Zora Neale Hurston, the American novelist, short story writer and anthropologist, was born in rural Alabama on January 7, 1891. When she was three years old her family moved to Eatonville Florida, one of America’s first all-black self-governing municipalities, where her father served as a Baptist minister and later as mayor.
The town features in many of Hurston’s stories. Today, Eatonville has an arts festival, a library and a museum named after her, and often claims to be Hurston’s birthplace.
Hurston trained as an anthropologist, graduating with degrees from Howard University and Barnard College and doing graduate work at Columbia University. She conducted field work with eminent anthtopologists Franz Boas and Ruth Benedict as well as with her fellow student Margaret Mead.
While studying at Columbia Hurston lived in Harlem and became involved with figures from the Harlem Renaissance and began writing fiction. She co-wrote a play with Langston Hughes and published four novels and many short stories. She also continued to do anthropological field work throughout the American south and in the Caribbean.

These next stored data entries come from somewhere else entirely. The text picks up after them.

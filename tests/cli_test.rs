use anyhow::Result;
use std::io::Write;
use std::process::{Command, Output};
use tempfile::NamedTempFile;

fn timestream(args: &[&str]) -> Result<Output> {
    let output = Command::new(env!("CARGO_BIN_EXE_timestream"))
        .args(args)
        .env("RUST_LOG", "off")
        .output()?;
    Ok(output)
}

fn stdout_lines(output: &Output) -> Vec<String> {
    String::from_utf8_lossy(&output.stdout)
        .lines()
        .map(str::to_string)
        .collect()
}

#[test]
fn test_bounded_range_prints_points() -> Result<()> {
    let output = timestream(&[
        "--from",
        "2024-01-01T00:00:00",
        "--to-offset",
        "2",
        "--offset-unit",
        "seconds",
    ])?;

    assert!(output.status.success());
    assert_eq!(
        stdout_lines(&output),
        vec![
            "2024-01-01 00:00:00",
            "2024-01-01 00:00:01",
            "2024-01-01 00:00:02",
        ]
    );
    Ok(())
}

#[test]
fn test_backward_range_with_format() -> Result<()> {
    let output = timestream(&[
        "--from",
        "2024-01-01T00:00:00",
        "--until",
        "2023-12-31T23:59:56",
        "--every",
        "2",
        "--format",
        "%H:%M:%S",
    ])?;

    assert!(output.status.success());
    assert_eq!(stdout_lines(&output), vec!["00:00:00", "23:59:58"]);
    Ok(())
}

#[test]
fn test_json_output_quotes_points() -> Result<()> {
    let output = timestream(&[
        "--from",
        "2024-01-01T00:00:00",
        "--every-ms",
        "1500",
        "--limit",
        "2",
        "--json",
    ])?;

    assert!(output.status.success());
    assert_eq!(
        stdout_lines(&output),
        vec!["\"2024-01-01T00:00:00\"", "\"2024-01-01T00:00:01.500\""]
    );
    Ok(())
}

#[test]
fn test_unbounded_without_limit_is_refused() -> Result<()> {
    let output = timestream(&["--from", "2024-01-01T00:00:00"])?;

    assert_eq!(output.status.code(), Some(1));
    assert!(output.stdout.is_empty());
    Ok(())
}

#[test]
fn test_zero_step_exits_with_range_error() -> Result<()> {
    let output = timestream(&["--from", "2024-01-01T00:00:00", "--every", "0", "--limit", "3"])?;

    assert_eq!(output.status.code(), Some(2));
    assert!(output.stdout.is_empty());
    Ok(())
}

#[test]
fn test_offset_format_is_rejected() -> Result<()> {
    let output = timestream(&[
        "--from",
        "2024-01-01T00:00:00",
        "--to-offset",
        "1",
        "--offset-unit",
        "seconds",
        "--format",
        "%H:%M %z",
    ])?;

    assert_eq!(output.status.code(), Some(1));
    assert!(output.stdout.is_empty());
    Ok(())
}

#[test]
fn test_config_file_with_output_override() -> Result<()> {
    let mut config = NamedTempFile::new()?;
    config.write_all(
        br#"
[range]
from = "2024-01-01T00:00:00"

[range.every]
amount = 1
unit = "days"

[output]
limit = 10
format = "%Y-%m-%d"
"#,
    )?;
    config.flush()?;

    let path = config.path().to_string_lossy().to_string();
    let output = timestream(&["--config", &path, "--limit", "2"])?;

    assert!(output.status.success());
    assert_eq!(stdout_lines(&output), vec!["2024-01-01", "2024-01-02"]);
    Ok(())
}

#[test]
fn test_range_flags_with_config_file_are_rejected() -> Result<()> {
    let output = timestream(&["--config", "range.toml", "--every", "5"])?;

    assert!(!output.status.success());
    assert!(output.stdout.is_empty());
    Ok(())
}
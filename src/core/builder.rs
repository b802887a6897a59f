//! Fluent builder for date-time ranges.
//!
//! ```
//! use timestream::{RangeBuilder, Unit};
//! use chrono::NaiveDateTime;
//!
//! let t0: NaiveDateTime = "2024-06-01T10:00:00".parse().unwrap();
//! let points: Vec<_> = RangeBuilder::new(t0)
//!     .to_offset(3, Unit::Seconds)?
//!     .every(2, Unit::Seconds)?
//!     .stream()
//!     .collect();
//! assert_eq!(points.len(), 2);
//! # Ok::<(), timestream::TimeStreamError>(())
//! ```
//!
//! The direction of travel comes from the endpoints alone: a range whose end lies
//! before its start runs backward whatever the sign of the configured step.

use crate::core::range::{Boundary, Direction, RangeConfig, Step};
use crate::core::steps::Steps;
use crate::domain::instant::Steppable;
use crate::domain::unit::Unit;
use crate::utils::error::{Result, TimeStreamError};
use crate::utils::validation::{
    validate_non_zero_amount, validate_non_zero_duration, validate_required_field,
};
use chrono::{DateTime, Local, NaiveDateTime, TimeDelta, Utc};

#[derive(Debug, Clone, PartialEq, Eq)]
pub struct RangeBuilder<T> {
    start: T,
    boundary: Option<Boundary<T>>,
    step: Option<Step>,
}

impl<T: Steppable> RangeBuilder<T> {
    pub fn new(start: T) -> Self {
        Self {
            start,
            boundary: None,
            step: None,
        }
    }

    /// 起點可能不存在時使用 (例如來自配置檔)
    pub fn from_optional(start: Option<T>) -> Result<Self> {
        let start = validate_required_field("from", &start)?.clone();
        Ok(Self::new(start))
    }

    pub fn start(&self) -> &T {
        &self.start
    }

    /// Ends the range at `end`, including it.
    pub fn to(self, end: T) -> Self {
        self.bounded(Boundary::inclusive(end))
    }

    /// Ends the range just before `end`.
    pub fn until(self, end: T) -> Self {
        self.bounded(Boundary::exclusive(end))
    }

    /// Inclusive end at `start` advanced by `amount` of `unit`; `amount` may be negative.
    pub fn to_offset(self, amount: i64, unit: Unit) -> Result<Self> {
        let end = self.offset_end("to", amount, unit)?;
        Ok(self.to(end))
    }

    pub fn until_offset(self, amount: i64, unit: Unit) -> Result<Self> {
        let end = self.offset_end("until", amount, unit)?;
        Ok(self.until(end))
    }

    pub fn to_offset_checked(self, amount: i64, unit: Option<Unit>) -> Result<Self> {
        let unit = *validate_required_field("to.unit", &unit)?;
        self.to_offset(amount, unit)
    }

    pub fn until_offset_checked(self, amount: i64, unit: Option<Unit>) -> Result<Self> {
        let unit = *validate_required_field("until.unit", &unit)?;
        self.until_offset(amount, unit)
    }

    /// Sets the step. Only the magnitude of `amount` is kept.
    pub fn every(self, amount: i64, unit: Unit) -> Result<Self> {
        validate_non_zero_amount("every", amount)?;
        self.stepped("every", Step::units(amount, unit))
    }

    pub fn every_checked(self, amount: i64, unit: Option<Unit>) -> Result<Self> {
        let unit = *validate_required_field("every.unit", &unit)?;
        self.every(amount, unit)
    }

    /// Sets the step from a duration. Only its length is kept.
    pub fn every_duration(self, delta: TimeDelta) -> Result<Self> {
        validate_non_zero_duration("every", delta)?;
        self.stepped("every", Step::duration(delta))
    }

    pub fn every_duration_checked(self, delta: Option<TimeDelta>) -> Result<Self> {
        let delta = *validate_required_field("every.duration", &delta)?;
        self.every_duration(delta)
    }

    pub fn build(self) -> RangeConfig<T> {
        let step = self
            .step
            .unwrap_or_else(|| Step::units(1, T::DEFAULT_UNIT));
        let config = RangeConfig::new(self.start, self.boundary, step);
        match config.boundary() {
            Some(boundary) => tracing::debug!(
                "Range configured: step {}, {:?} towards {:?} end",
                config.step(),
                config.direction(),
                boundary.policy
            ),
            None => tracing::debug!("Range configured: step {}, unbounded", config.step()),
        }
        config
    }

    /// Builds the configuration and starts a single traversal of it.
    pub fn stream(self) -> Steps<T> {
        self.build().into_iter()
    }

    fn bounded(mut self, boundary: Boundary<T>) -> Self {
        self.boundary = Some(boundary);
        self
    }

    fn stepped(mut self, field: &str, step: Step) -> Result<Self> {
        let forward = step.apply(&self.start, Direction::Forward);
        let backward = step.apply(&self.start, Direction::Backward);
        if forward.is_none() && backward.is_none() {
            return Err(TimeStreamError::InvalidStepMagnitude {
                field: field.to_string(),
                value: step.to_string(),
            });
        }
        self.step = Some(step);
        Ok(self)
    }

    fn offset_end(&self, field: &str, amount: i64, unit: Unit) -> Result<T> {
        self.start
            .advance(amount, unit)
            .ok_or_else(|| TimeStreamError::BoundaryOutOfRange {
                field: field.to_string(),
                amount,
                unit,
            })
    }
}

impl<T: Steppable> From<T> for RangeBuilder<T> {
    fn from(start: T) -> Self {
        Self::new(start)
    }
}

/// Starts a range at `start`.
pub fn from<T: Steppable>(start: T) -> RangeBuilder<T> {
    RangeBuilder::new(start)
}

/// Starts a range at the current local wall-clock time.
pub fn from_now() -> RangeBuilder<NaiveDateTime> {
    RangeBuilder::new(Local::now().naive_local())
}

pub fn from_now_utc() -> RangeBuilder<DateTime<Utc>> {
    RangeBuilder::new(Utc::now())
}
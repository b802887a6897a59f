use tracing_subscriber::{layer::SubscriberExt, util::SubscriberInitExt, EnvFilter};

fn default_filter(verbose: bool) -> EnvFilter {
    let directives = if verbose {
        "timestream=debug,info"
    } else {
        "timestream=info"
    };
    EnvFilter::try_from_default_env().unwrap_or_else(|_| EnvFilter::new(directives))
}

pub fn init_cli_logger(verbose: bool) {
    tracing_subscriber::registry()
        .with(default_filter(verbose))
        .with(
            tracing_subscriber::fmt::layer()
                .with_writer(std::io::stderr)
                .with_target(false)
                .with_thread_ids(false)
                .with_file(false)
                .with_line_number(false)
                .compact(),
        )
        .init();
}

/// JSON 格式日誌，方便交給日誌收集系統
pub fn init_json_logger(verbose: bool) {
    tracing_subscriber::registry()
        .with(default_filter(verbose))
        .with(
            tracing_subscriber::fmt::layer()
                .with_writer(std::io::stderr)
                .with_target(false)
                .with_thread_ids(false)
                .with_file(false)
                .with_line_number(false)
                .json(),
        )
        .init();
}
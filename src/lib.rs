pub mod config;
pub mod core;
pub mod domain;
pub mod utils;

#[cfg(feature = "cli")]
pub use crate::config::CliConfig;

pub use crate::config::RangeFile;
pub use crate::core::{
    from, from_now, from_now_utc, Boundary, BoundaryPolicy, Direction, RangeBuilder, RangeConfig,
    Step, Steppable, Steps, Unit,
};
pub use crate::utils::error::{Result, TimeStreamError};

Her novels had only moderate sales during her lifetime and drew criticism from established black authors, like Richard Wright, who objected to Hurston’s use of dialect which he saw as demeaning. Hurston died in Florida in 1960 at the age of 69 in virtual obscurity.
Her work, particularly her 1937 novel Their Eyes Were Watching God, were rediscovered in the 1970s and championed by black women writers, especially Alice Walker. Their Eyes Were Watching God has sold over a million copies and is now seen as an important work of early black feminism.
An unpublished anthropological work by Hurston, Baracoon, written in the 1930às, is to be published this year. It is based on Hurston’s interviews with Cudjo Lewis, the last surviving American slave and is told in his voice and from his point of view. HarperCollins is publishing it in May.